For me, it was such a small transformation. In that dark, I realized that we were no longer strangers, but a community that was connected by responsibility and compassion toward our fellow species. And the call for peace begins with a single spark; if it contains enough energy, it will break through the activation energy that resists the flame. It will melt down the bondage of stigmas, and it will cascade into an irreversible reaction that emits blinding light.
The rest of the vigil passed without commotion. Twelve knells before midnight, the service concluded with as little noise as it began. I slipped a few gold coins from my pocket and heard the clink of metal against the donation bowl. All donations went toward supporting those affected. Had I been more skeptical, I would have doubted the significance of a single congregation. But taking a glance back at the pitifully empty donation bowl, I needed to believe in the potential of every single coin. Was I too idealistic? A torrential rain rattled the branches and drowned out most of our footsteps. And more than ever I felt the precarious weakness of a single person, an unaffected individual no less. I was weary.

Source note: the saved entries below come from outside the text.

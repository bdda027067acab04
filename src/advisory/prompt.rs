use serde::{Deserialize, Serialize};
use std::str::FromStr;

use crate::error::Error;

/// A latitude/longitude pair in degrees. Ranges are not validated.
#[derive(Debug, Clone, Copy, PartialEq, Serialize, Deserialize)]
pub struct Coordinate {
    pub latitude: f64,
    pub longitude: f64,
}

impl Coordinate {
    pub fn new(latitude: f64, longitude: f64) -> Self {
        Self {
            latitude,
            longitude,
        }
    }
}

/// Parses `"LAT,LON"`.
impl FromStr for Coordinate {
    type Err = Error;

    fn from_str(s: &str) -> Result<Self, Self::Err> {
        let invalid = || Error::Config(format!("expected LAT,LON but got '{s}'"));
        let (lat, lon) = s.split_once(',').ok_or_else(invalid)?;
        Ok(Self {
            latitude: lat.trim().parse().map_err(|_| invalid())?,
            longitude: lon.trim().parse().map_err(|_| invalid())?,
        })
    }
}

/// Builds the alternative-route request for the text-generation service.
///
/// The six coordinates fill fixed slots in one template sentence.
pub fn advisory_prompt(delay: Coordinate, start: Coordinate, destination: Coordinate) -> String {
    format!(
        "There is a transit delay reported at latitude {}, longitude {}. \
         I am travelling from latitude {}, longitude {} to latitude {}, longitude {}. \
         Suggest alternative routes that avoid the delay, with an estimated travel time for each.",
        delay.latitude,
        delay.longitude,
        start.latitude,
        start.longitude,
        destination.latitude,
        destination.longitude,
    )
}

#[cfg(test)]
mod tests {
    use super::*;

    #[test]
    fn test_prompt_fills_every_slot() {
        let prompt = advisory_prompt(
            Coordinate::new(1.0, 1.0),
            Coordinate::new(2.0, 2.0),
            Coordinate::new(3.0, 3.0),
        );
        assert!(prompt.contains("delay reported at latitude 1, longitude 1."));
        assert!(prompt.contains("from latitude 2, longitude 2 to"));
        assert!(prompt.contains("to latitude 3, longitude 3."));
    }

    #[test]
    fn test_prompt_keeps_full_precision() {
        let prompt = advisory_prompt(
            Coordinate::new(41.878113, -87.629799),
            Coordinate::new(41.9, -87.65),
            Coordinate::new(41.79, -87.6),
        );
        assert!(prompt.contains("latitude 41.878113, longitude -87.629799"));
    }

    #[test]
    fn test_parse_coordinate() {
        assert_eq!("41.5, -87.25".parse::<Coordinate>().unwrap(), Coordinate::new(41.5, -87.25));
        assert!("41.5".parse::<Coordinate>().is_err());
        assert!("north,west".parse::<Coordinate>().is_err());
    }
}
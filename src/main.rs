//! CLI entry point for the delay-intelligence tool.
//!
//! Provides subcommands for scoring traffic observations, managing crowd
//! reports and their votes, and requesting alternative routes around a delay.

use anyhow::{Context, Result};
use clap::{Parser, Subcommand};
use delay_intel::advisory::{Coordinate, RouteAdvisor};
use delay_intel::config::AppConfig;
use delay_intel::infra::gemini::GeminiClient;
use delay_intel::infra::nominatim::NominatimClient;
use delay_intel::infra::store::JsonFileReportStore;
use delay_intel::output::{append_records, load_observations, print_json, print_pretty};
use delay_intel::reports::{NewReport, ReportService, Severity, VoteDirection};
use delay_intel::scoring::{Predictor, ScoringEngine, TrafficObservation};
use delay_intel::services::display_area;
use std::ffi::OsStr;
use std::path::{Path, PathBuf};
use tracing::{info, warn};
use tracing_subscriber::{
    EnvFilter, Layer,
    fmt::{self, format::FmtSpan},
    layer::SubscriberExt,
    util::SubscriberInitExt,
};

#[derive(Parser)]
#[command(name = "delay_intel")]
#[command(about = "Transit delay prediction, crowd reports and route advisories", long_about = None)]
struct Cli {
    #[command(subcommand)]
    command: Commands,
}

#[derive(Subcommand)]
enum Commands {
    /// Score a single traffic observation
    Predict {
        #[arg(long, allow_negative_numbers = true)]
        lat: f64,

        #[arg(long, allow_negative_numbers = true)]
        lon: f64,

        /// Delay category, e.g. "minor delay", "delay", "congestion"
        #[arg(short, long, default_value = "delay")]
        category: String,

        /// Severity level, nominally 0-5
        #[arg(short, long, allow_negative_numbers = true)]
        severity: i32,

        /// Weather label, e.g. "clear", "rain", "snow"
        #[arg(short, long, default_value = "clear")]
        weather: String,

        /// Seed the engine weights for reproducible output
        #[arg(long)]
        seed: Option<u64>,
    },
    /// Score every observation in a CSV file
    Batch {
        /// CSV with columns latitude,longitude,category,severity_level,weather
        #[arg(value_name = "INPUT_CSV")]
        input: PathBuf,

        /// CSV file to append predictions to
        #[arg(short, long, default_value = "predictions.csv")]
        output: PathBuf,

        #[arg(long)]
        seed: Option<u64>,

        /// Score observations on parallel blocking tasks
        #[arg(long, default_value_t = false)]
        parallel: bool,
    },
    /// Manage crowd-sourced delay reports
    Report {
        /// Acting user id (defaults to DELAY_USER_ID)
        #[arg(short, long, global = true)]
        user: Option<String>,

        #[command(subcommand)]
        action: ReportAction,
    },
    /// Ask the text-generation service for routes around a delay
    Advise {
        /// Delay location as LAT,LON
        #[arg(long, allow_hyphen_values = true)]
        delay: Coordinate,

        /// Starting point as LAT,LON
        #[arg(long, allow_hyphen_values = true)]
        from: Coordinate,

        /// Destination as LAT,LON
        #[arg(long, allow_hyphen_values = true)]
        to: Coordinate,
    },
}

#[derive(Subcommand)]
enum ReportAction {
    /// Submit a new report
    Submit {
        #[arg(long, allow_negative_numbers = true)]
        lat: f64,

        #[arg(long, allow_negative_numbers = true)]
        lon: f64,

        /// What is wrong
        #[arg(short, long)]
        problem: String,

        /// Low, Medium or High
        #[arg(short, long)]
        severity: Severity,

        /// Reference to an uploaded image
        #[arg(long)]
        image: Option<String>,
    },
    /// Vote a report up or down
    Vote {
        id: String,

        /// "up" or "down"
        direction: VoteDirection,
    },
    /// Withdraw your vote from a report
    Retract { id: String },
    /// Delete a report you submitted
    Delete { id: String },
    /// List reports, newest first
    List {
        /// Resolve area names through the reverse geocoder
        #[arg(long, default_value_t = false)]
        areas: bool,
    },
}

#[tokio::main]
async fn main() -> Result<()> {
    dotenvy::dotenv().ok(); // Load .env file

    let config = AppConfig::from_env()?;

    // Logging setup: colored stderr + JSON rolling log file
    let log_dir = config
        .log_file_path
        .parent()
        .filter(|p| !p.as_os_str().is_empty())
        .unwrap_or(Path::new("logs"));
    let log_file_name = config
        .log_file_path
        .file_name()
        .unwrap_or(OsStr::new("delay_intel.log"));

    let file_appender = tracing_appender::rolling::daily(log_dir, log_file_name);
    let (non_blocking_file, _file_guard) = tracing_appender::non_blocking(file_appender);

    let stderr_layer = fmt::layer()
        .with_target(true)
        .with_span_events(FmtSpan::CLOSE)
        .with_ansi(true)
        .with_writer(std::io::stderr)
        .with_filter(EnvFilter::from_env("RUST_LOG").add_directive("info".parse()?));

    let json_layer = fmt::layer()
        .json()
        .with_current_span(true)
        .with_span_list(true)
        .with_writer(non_blocking_file)
        .with_filter(EnvFilter::from_env("RUST_LOG_JSON").add_directive("debug".parse()?));

    tracing_subscriber::registry()
        .with(stderr_layer)
        .with(json_layer)
        .init();

    let cli = Cli::parse();

    match cli.command {
        Commands::Predict {
            lat,
            lon,
            category,
            severity,
            weather,
            seed,
        } => {
            let predictor = Predictor::new(engine(seed));
            let obs = TrafficObservation::new(lat, lon, category, severity, weather);
            if !(0..=5).contains(&obs.severity_level) {
                warn!(severity = obs.severity_level, "Severity outside 0-5 is scored unclamped");
            }

            let prediction = predictor.predict(&obs);
            print_pretty(&prediction);
            print_json(&prediction)?;
        }
        Commands::Batch {
            input,
            output,
            seed,
            parallel,
        } => {
            let observations = load_observations(&input)
                .with_context(|| format!("Failed to read observations from {}", input.display()))?;
            info!(count = observations.len(), "Observations loaded");

            let predictor = Predictor::new(engine(seed));
            let predictions = if parallel {
                predictor.predict_batch_parallel(observations).await?
            } else {
                predictor.predict_batch(&observations)
            };

            append_records(&output, &predictions)?;
            info!(count = predictions.len(), output = %output.display(), "Predictions written");
        }
        Commands::Report { user, action } => {
            let user = user.or_else(|| config.user_id.clone());
            run_report(&config, user.as_deref(), action).await?;
        }
        Commands::Advise { delay, from, to } => {
            advise(&config, delay, from, to).await?;
        }
    }

    Ok(())
}

fn engine(seed: Option<u64>) -> ScoringEngine {
    match seed {
        Some(seed) => {
            info!(seed, "Using seeded engine weights");
            ScoringEngine::seeded(seed)
        }
        None => ScoringEngine::new(),
    }
}

/// Runs one report action against the JSON file store.
#[tracing::instrument(skip(config, action), fields(store = %config.reports_path.display()))]
async fn run_report(config: &AppConfig, user: Option<&str>, action: ReportAction) -> Result<()> {
    let service = ReportService::new(JsonFileReportStore::new(&config.reports_path));

    match action {
        ReportAction::Submit {
            lat,
            lon,
            problem,
            severity,
            image,
        } => {
            let report = service
                .submit(
                    user,
                    NewReport {
                        latitude: lat,
                        longitude: lon,
                        problem,
                        severity,
                        image_url: image,
                    },
                )
                .await?;
            println!("{}", report.id);
        }
        ReportAction::Vote { id, direction } => {
            let report = service.vote(user, &id, direction).await?;
            println!(
                "{}% accurate (+{}/-{})",
                report.accuracy(),
                report.upvotes,
                report.downvotes
            );
        }
        ReportAction::Retract { id } => {
            let report = service.retract(user, &id).await?;
            println!(
                "{}% accurate (+{}/-{})",
                report.accuracy(),
                report.upvotes,
                report.downvotes
            );
        }
        ReportAction::Delete { id } => {
            service.delete(user, &id).await?;
        }
        ReportAction::List { areas } => {
            let geocoder = if areas {
                Some(NominatimClient::new(&config.geocoder_base_url)?)
            } else {
                None
            };

            for (report, accuracy) in service.list_with_accuracy().await? {
                let area = match &geocoder {
                    Some(g) => display_area(g, report.latitude, report.longitude).await,
                    None => format!("({:.4}, {:.4})", report.latitude, report.longitude),
                };
                println!(
                    "{}\t{}\t{}%\t+{}/-{}\t{}\t{}",
                    report.id,
                    report.severity,
                    accuracy,
                    report.upvotes,
                    report.downvotes,
                    area,
                    report.problem
                );
            }
        }
    }

    Ok(())
}

/// Requests alternative routes, bounded by the configured timeout and
/// abandoned on Ctrl+C.
async fn advise(config: &AppConfig, delay: Coordinate, from: Coordinate, to: Coordinate) -> Result<()> {
    let client = GeminiClient::new(
        config.require_gemini_api_key()?,
        &config.gemini_base_url,
        &config.gemini_model,
    )?;
    let advisor = RouteAdvisor::new(client);

    tokio::select! {
        outcome = tokio::time::timeout(config.advisory_timeout, advisor.advise(delay, from, to)) => {
            match outcome {
                Ok(result) => println!("{}", result?),
                Err(_) => anyhow::bail!(
                    "Route advisory timed out after {}s",
                    config.advisory_timeout.as_secs()
                ),
            }
        }
        _ = tokio::signal::ctrl_c() => {
            warn!("Route advisory cancelled");
            anyhow::bail!("Route advisory cancelled");
        }
    }

    Ok(())
}
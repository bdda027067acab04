use chrono::Utc;
use rand::Rng;
use rand::distributions::Alphanumeric;
use tokio::sync::Mutex;
use tracing::{info, warn};

use super::types::{DelayReport, NewReport, VoteDirection};
use crate::error::{Error, Result};
use crate::services::ReportStore;

const REPORT_ID_LEN: usize = 20;

/// Generates a random alphanumeric document id.
pub fn new_report_id() -> String {
    rand::thread_rng()
        .sample_iter(&Alphanumeric)
        .take(REPORT_ID_LEN)
        .map(char::from)
        .collect()
}

fn require_user(user: Option<&str>) -> Result<&str> {
    match user {
        Some(id) if !id.trim().is_empty() => Ok(id),
        _ => Err(Error::NotAuthenticated),
    }
}

/// Report operations over an injected [`ReportStore`].
///
/// Every read-modify-write runs under one async mutex so the voter map and its
/// counters are never written by two tasks at once within this process.
/// Stores shared across processes need their own compare-and-swap.
pub struct ReportService<S> {
    store: S,
    write_lock: Mutex<()>,
}

impl<S: ReportStore> ReportService<S> {
    pub fn new(store: S) -> Self {
        Self {
            store,
            write_lock: Mutex::new(()),
        }
    }

    pub fn store(&self) -> &S {
        &self.store
    }

    /// Creates a report owned by `user`. Rejected before touching the store
    /// when no identity is present.
    #[tracing::instrument(skip(self, draft), fields(severity = %draft.severity))]
    pub async fn submit(&self, user: Option<&str>, draft: NewReport) -> Result<DelayReport> {
        let user = require_user(user)?;
        let report = DelayReport::new(new_report_id(), user, draft, Utc::now().timestamp_millis());

        let id = self.store.create(report.clone()).await?;
        info!(report_id = %id, "Report submitted");
        Ok(report)
    }

    /// Registers `user`'s vote on report `id` and returns the updated report.
    #[tracing::instrument(skip(self))]
    pub async fn vote(
        &self,
        user: Option<&str>,
        id: &str,
        direction: VoteDirection,
    ) -> Result<DelayReport> {
        let user = require_user(user)?;
        self.modify(id, |report| report.apply_vote(user, direction))
            .await
    }

    /// Withdraws `user`'s vote on report `id`, if any.
    #[tracing::instrument(skip(self))]
    pub async fn retract(&self, user: Option<&str>, id: &str) -> Result<DelayReport> {
        let user = require_user(user)?;
        self.modify(id, |report| {
            report.retract_vote(user);
        })
        .await
    }

    /// Deletes report `id`. Only its reporter may do this.
    #[tracing::instrument(skip(self))]
    pub async fn delete(&self, user: Option<&str>, id: &str) -> Result<()> {
        let user = require_user(user)?;
        let _guard = self.write_lock.lock().await;

        let report = self
            .store
            .get(id)
            .await?
            .ok_or_else(|| Error::ReportNotFound(id.to_string()))?;

        if report.user_id != user {
            warn!(report_id = id, "Delete refused for non-owner");
            return Err(Error::NotOwner {
                report_id: id.to_string(),
            });
        }

        self.store.delete(id).await?;
        info!(report_id = id, "Report deleted");
        Ok(())
    }

    /// All reports, newest first.
    pub async fn list(&self) -> Result<Vec<DelayReport>> {
        let mut reports = self.store.list().await?;
        reports.sort_by(|a, b| b.created_at.cmp(&a.created_at));
        Ok(reports)
    }

    /// All reports, newest first, paired with their accuracy percentage.
    pub async fn list_with_accuracy(&self) -> Result<Vec<(DelayReport, u8)>> {
        Ok(self
            .list()
            .await?
            .into_iter()
            .map(|report| {
                let accuracy = report.accuracy();
                (report, accuracy)
            })
            .collect())
    }

    async fn modify<F>(&self, id: &str, change: F) -> Result<DelayReport>
    where
        F: FnOnce(&mut DelayReport) + Send,
    {
        let _guard = self.write_lock.lock().await;

        let mut report = self
            .store
            .get(id)
            .await?
            .ok_or_else(|| Error::ReportNotFound(id.to_string()))?;

        change(&mut report);
        self.store.update(id, report.clone()).await?;

        info!(
            report_id = id,
            upvotes = report.upvotes,
            downvotes = report.downvotes,
            accuracy = report.accuracy(),
            "Votes updated"
        );
        Ok(report)
    }
}

#[cfg(test)]
mod tests {
    use super::*;
    use crate::infra::store::InMemoryReportStore;
    use crate::reports::Severity;

    fn draft() -> NewReport {
        NewReport {
            latitude: 40.71,
            longitude: -74.0,
            problem: "A train held at station".to_string(),
            severity: Severity::Medium,
            image_url: Some("reports/a-train.jpg".to_string()),
        }
    }

    #[test]
    fn test_report_ids_are_alphanumeric() {
        let id = new_report_id();
        assert_eq!(id.len(), REPORT_ID_LEN);
        assert!(id.chars().all(|c| c.is_ascii_alphanumeric()));
        assert_ne!(id, new_report_id());
    }

    #[tokio::test]
    async fn test_submit_requires_identity() {
        let service = ReportService::new(InMemoryReportStore::new());

        assert!(matches!(
            service.submit(None, draft()).await,
            Err(Error::NotAuthenticated)
        ));
        assert!(matches!(
            service.submit(Some("  "), draft()).await,
            Err(Error::NotAuthenticated)
        ));
        assert!(service.list().await.unwrap().is_empty());
    }

    #[tokio::test]
    async fn test_submit_then_vote() {
        let service = ReportService::new(InMemoryReportStore::new());
        let report = service.submit(Some("alice"), draft()).await.unwrap();
        assert_eq!(report.user_id, "alice");
        assert_eq!(report.upvotes, 0);

        service.vote(Some("bob"), &report.id, VoteDirection::Up).await.unwrap();
        service.vote(Some("carol"), &report.id, VoteDirection::Up).await.unwrap();
        service.vote(Some("dave"), &report.id, VoteDirection::Up).await.unwrap();
        let updated = service
            .vote(Some("erin"), &report.id, VoteDirection::Down)
            .await
            .unwrap();

        assert_eq!((updated.upvotes, updated.downvotes), (3, 1));
        assert_eq!(updated.accuracy(), 75);

        let stored = service.store().get(&report.id).await.unwrap().unwrap();
        assert_eq!(stored, updated);
    }

    #[tokio::test]
    async fn test_vote_requires_identity_and_existing_report() {
        let service = ReportService::new(InMemoryReportStore::new());
        assert!(matches!(
            service.vote(None, "x", VoteDirection::Up).await,
            Err(Error::NotAuthenticated)
        ));
        assert!(matches!(
            service.vote(Some("bob"), "missing", VoteDirection::Up).await,
            Err(Error::ReportNotFound(_))
        ));
    }

    #[tokio::test]
    async fn test_retract_vote() {
        let service = ReportService::new(InMemoryReportStore::new());
        let report = service.submit(Some("alice"), draft()).await.unwrap();
        service.vote(Some("bob"), &report.id, VoteDirection::Down).await.unwrap();

        let updated = service.retract(Some("bob"), &report.id).await.unwrap();
        assert_eq!((updated.upvotes, updated.downvotes), (0, 0));
        assert!(updated.voters.is_empty());
    }

    #[tokio::test]
    async fn test_only_owner_can_delete() {
        let service = ReportService::new(InMemoryReportStore::new());
        let report = service.submit(Some("alice"), draft()).await.unwrap();

        assert!(matches!(
            service.delete(Some("bob"), &report.id).await,
            Err(Error::NotOwner { .. })
        ));
        service.delete(Some("alice"), &report.id).await.unwrap();
        assert!(service.list().await.unwrap().is_empty());
        assert!(matches!(
            service.delete(Some("alice"), &report.id).await,
            Err(Error::ReportNotFound(_))
        ));
    }

    #[tokio::test]
    async fn test_list_is_newest_first_with_accuracy() {
        let store = InMemoryReportStore::new();
        let mut older = DelayReport::new("old", "alice", draft(), 1_000);
        older.apply_vote("bob", VoteDirection::Up);
        older.apply_vote("carol", VoteDirection::Down);
        older.apply_vote("dave", VoteDirection::Down);
        older.apply_vote("erin", VoteDirection::Down);
        store.create(older).await.unwrap();
        store
            .create(DelayReport::new("new", "alice", draft(), 2_000))
            .await
            .unwrap();

        let service = ReportService::new(store);
        let listed = service.list_with_accuracy().await.unwrap();
        let ids: Vec<_> = listed.iter().map(|(r, _)| r.id.as_str()).collect();
        assert_eq!(ids, ["new", "old"]);
        assert_eq!(listed[0].1, 0);
        assert_eq!(listed[1].1, 25);
    }

    #[tokio::test]
    async fn test_concurrent_votes_stay_consistent() {
        let service = std::sync::Arc::new(ReportService::new(InMemoryReportStore::new()));
        let report = service.submit(Some("alice"), draft()).await.unwrap();

        let mut tasks = Vec::new();
        for i in 0..20 {
            let service = service.clone();
            let id = report.id.clone();
            tasks.push(tokio::spawn(async move {
                let voter = format!("voter-{}", i % 10);
                let direction = if i % 3 == 0 { VoteDirection::Down } else { VoteDirection::Up };
                service.vote(Some(voter.as_str()), &id, direction).await.unwrap();
            }));
        }
        for task in tasks {
            task.await.unwrap();
        }

        let stored = service.store().get(&report.id).await.unwrap().unwrap();
        assert_eq!(stored.voters.len(), 10);
        assert_eq!(stored.upvotes + stored.downvotes, 10);
        assert!(stored.is_consistent());
    }
}
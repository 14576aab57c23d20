//! Goal selection and steering for one decision tick.
//! This module exists to keep the mode state machine a pure function of its
//! snapshot. It does not own session state, logging, or entity lifecycles.

use std::collections::{BTreeMap, BTreeSet};

use slotmap::SlotMap;

use super::cost::{CostField, build_cost_field};
use super::search::{find_nearest, find_path, hop_distances};
use crate::graph::Graph;
use crate::state::{Ghost, PelletField};
use crate::types::{
    Decision, Direction, GhostId, GhostPhase, GoalReason, Mode, NodeId, PelletKind, Policy, Tile,
};

/// Everything one decision reads. Borrowed for the call, never retained.
pub(super) struct Snapshot<'a> {
    pub graph: &'a Graph,
    pub ghosts: &'a SlotMap<GhostId, Ghost>,
    pub pellets: &'a PelletField,
    pub agent: NodeId,
    pub mode: Mode,
    pub heading: Option<Direction>,
    pub policy: &'a Policy,
}

pub(super) fn decide(snap: &Snapshot<'_>) -> Decision {
    match snap.mode {
        Mode::Player => idle(),
        Mode::Greedy => decide_greedy(snap),
        Mode::Cautious => decide_cautious(snap),
    }
}

/// Shortest-hop chase of the nearest pellet of any kind. Ghosts are invisible
/// to this strategy.
fn decide_greedy(snap: &Snapshot<'_>) -> Decision {
    let targets = pellet_nodes(snap, |_| true);
    if targets.is_empty() {
        return idle();
    }
    match find_nearest(snap.graph, snap.agent, &targets) {
        Some(steps) => steer(snap, steps, GoalReason::NearestPellet),
        None => fallback(snap),
    }
}

fn decide_cautious(snap: &Snapshot<'_>) -> Decision {
    let field = build_cost_field(snap.graph, snap.ghosts.values(), snap.policy);
    let reach = hop_distances(snap.graph, snap.agent);

    // A hostile ghost is close enough that routing is a luxury: step to the
    // least-dangerous neighbor now, replan next tick.
    if field.penalty(snap.agent) >= snap.policy.escape_threshold {
        return escape(snap, &field);
    }

    if let Some(prey) = nearest_frightened_ghost(snap, &reach) {
        return route(snap, prey, &field, GoalReason::FrightenedGhost);
    }

    if snap.pellets.is_empty() {
        // Nothing left to collect; keep distance until the board changes.
        return escape(snap, &field);
    }

    if hostile_within(snap, &reach, snap.policy.alarm_range) {
        if let Some(power) = nearest_pellet_node(snap, &reach, PelletKind::Power) {
            return route(snap, power, &field, GoalReason::PowerPellet);
        }
        if let Some(pellet) = nearest_pellet_node(snap, &reach, PelletKind::Pellet) {
            return route(snap, pellet, &field, GoalReason::NearestPellet);
        }
        return fallback(snap);
    }

    match nearest_reachable_pellet(snap, &reach) {
        Some(goal) => route(snap, goal, &field, GoalReason::NearestPellet),
        None => fallback(snap),
    }
}

fn idle() -> Decision {
    Decision { direction: None, goal: None, path: Vec::new(), reason: GoalReason::Idle }
}

/// Route to `goal` through the risk-aware search and translate the result
/// into a steering command.
fn route(snap: &Snapshot<'_>, goal: NodeId, field: &CostField, reason: GoalReason) -> Decision {
    match find_path(snap.graph, snap.agent, goal, field) {
        Some(weighted) => steer(snap, weighted.steps, reason),
        None => fallback(snap),
    }
}

/// Turn a path into a `Decision`. An empty path means the agent already
/// stands on the goal and simply holds. A leading warp hop has no cardinal
/// direction, so it degrades to the fallback rule.
fn steer(snap: &Snapshot<'_>, steps: Vec<Tile>, reason: GoalReason) -> Decision {
    let agent_tile = snap.graph.tile_of(snap.agent);
    let goal = Some(steps.last().copied().unwrap_or(agent_tile));

    let Some(&first) = steps.first() else {
        return Decision { direction: None, goal, path: steps, reason };
    };
    let first_node = snap.graph.node_at(first).expect("path tiles come from the graph");
    match snap.graph.direction_between(snap.agent, first_node) {
        Some(direction) => Decision { direction: Some(direction), goal, path: steps, reason },
        None => fallback(snap),
    }
}

/// Step to the open neighbor with the lowest penalty, canonical order
/// breaking ties. Used when a ghost is too close for goal routing and when
/// the board is out of pellets.
fn escape(snap: &Snapshot<'_>, field: &CostField) -> Decision {
    let mut best: Option<(i64, Direction)> = None;
    for (direction, next, _) in snap.graph.neighbors(snap.agent) {
        let penalty = field.penalty(next);
        if best.is_none_or(|(lowest, _)| penalty < lowest) {
            best = Some((penalty, direction));
        }
    }
    match best {
        Some((_, direction)) => Decision {
            direction: Some(direction),
            goal: None,
            path: Vec::new(),
            reason: GoalReason::Escape,
        },
        None => fallback(snap),
    }
}

/// The documented last resort: hold the previous heading if that edge is
/// open, otherwise take the first open edge in canonical order, otherwise
/// stand still. Never an error.
fn fallback(snap: &Snapshot<'_>) -> Decision {
    let node = snap.graph.node(snap.agent);
    let direction = snap
        .heading
        .filter(|held| node.has_open_edge(*held))
        .or_else(|| Direction::ALL.into_iter().find(|candidate| node.has_open_edge(*candidate)));
    Decision { direction, goal: None, path: Vec::new(), reason: GoalReason::Fallback }
}

fn pellet_nodes<F>(snap: &Snapshot<'_>, keep: F) -> BTreeSet<NodeId>
where
    F: Fn(PelletKind) -> bool,
{
    snap.pellets
        .tiles()
        .filter(|(_, kind)| keep(*kind))
        .map(|(tile, _)| snap.graph.node_at(tile).expect("pellet tiles come from the layout"))
        .collect()
}

/// Nearest reachable pellet of `kind`, by hop distance then tile order.
fn nearest_pellet_node(
    snap: &Snapshot<'_>,
    reach: &BTreeMap<NodeId, u32>,
    kind: PelletKind,
) -> Option<NodeId> {
    nearest_of(snap, reach, pellet_nodes(snap, |k| k == kind))
}

fn nearest_reachable_pellet(
    snap: &Snapshot<'_>,
    reach: &BTreeMap<NodeId, u32>,
) -> Option<NodeId> {
    nearest_of(snap, reach, pellet_nodes(snap, |_| true))
}

fn nearest_of(
    snap: &Snapshot<'_>,
    reach: &BTreeMap<NodeId, u32>,
    candidates: BTreeSet<NodeId>,
) -> Option<NodeId> {
    candidates
        .into_iter()
        .filter_map(|node| reach.get(&node).map(|&hops| (hops, snap.graph.tile_of(node), node)))
        .min_by_key(|&(hops, tile, _)| (hops, tile))
        .map(|(_, _, node)| node)
}

/// Nearest active frightened ghost within pursuit range, if any.
fn nearest_frightened_ghost(
    snap: &Snapshot<'_>,
    reach: &BTreeMap<NodeId, u32>,
) -> Option<NodeId> {
    snap.ghosts
        .values()
        .filter(|ghost| ghost.active && ghost.phase == GhostPhase::Frightened)
        .filter_map(|ghost| {
            let node = snap.graph.node_at(ghost.tile).expect("ghost tiles are validated at sync");
            reach
                .get(&node)
                .filter(|&&hops| hops <= snap.policy.pursuit_range)
                .map(|&hops| (hops, ghost.tile, node))
        })
        .min_by_key(|&(hops, tile, _)| (hops, tile))
        .map(|(_, _, node)| node)
}

fn hostile_within(snap: &Snapshot<'_>, reach: &BTreeMap<NodeId, u32>, range: u32) -> bool {
    snap.ghosts
        .values()
        .filter(|ghost| ghost.active && ghost.phase == GhostPhase::Pursuing)
        .any(|ghost| {
            let node = snap.graph.node_at(ghost.tile).expect("ghost tiles are validated at sync");
            reach.get(&node).is_some_and(|&hops| hops <= range)
        })
}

But there was another sound that cut through the storm. Ringing. Metallic. Coins clinking against coins. Persistent. Sharp. Undeniable. It rang in my ears as I made my way to the tram stop. It was peculiar and unforgettable — as if it were speaking to me; asking me to reflect upon this service, and marvel at how small, individual actions can cascade into a blaze.
Vincent Chang is a Year 10 student from Australia. When he isn’t preparing for a debate or rehearsing at choir, you can find him reading and writing about literature and the arts, history and linguistics, theater and poetry. He is especially interested in narrative: because a story isn’t about “what happens,” but about how what happens transforms the characters.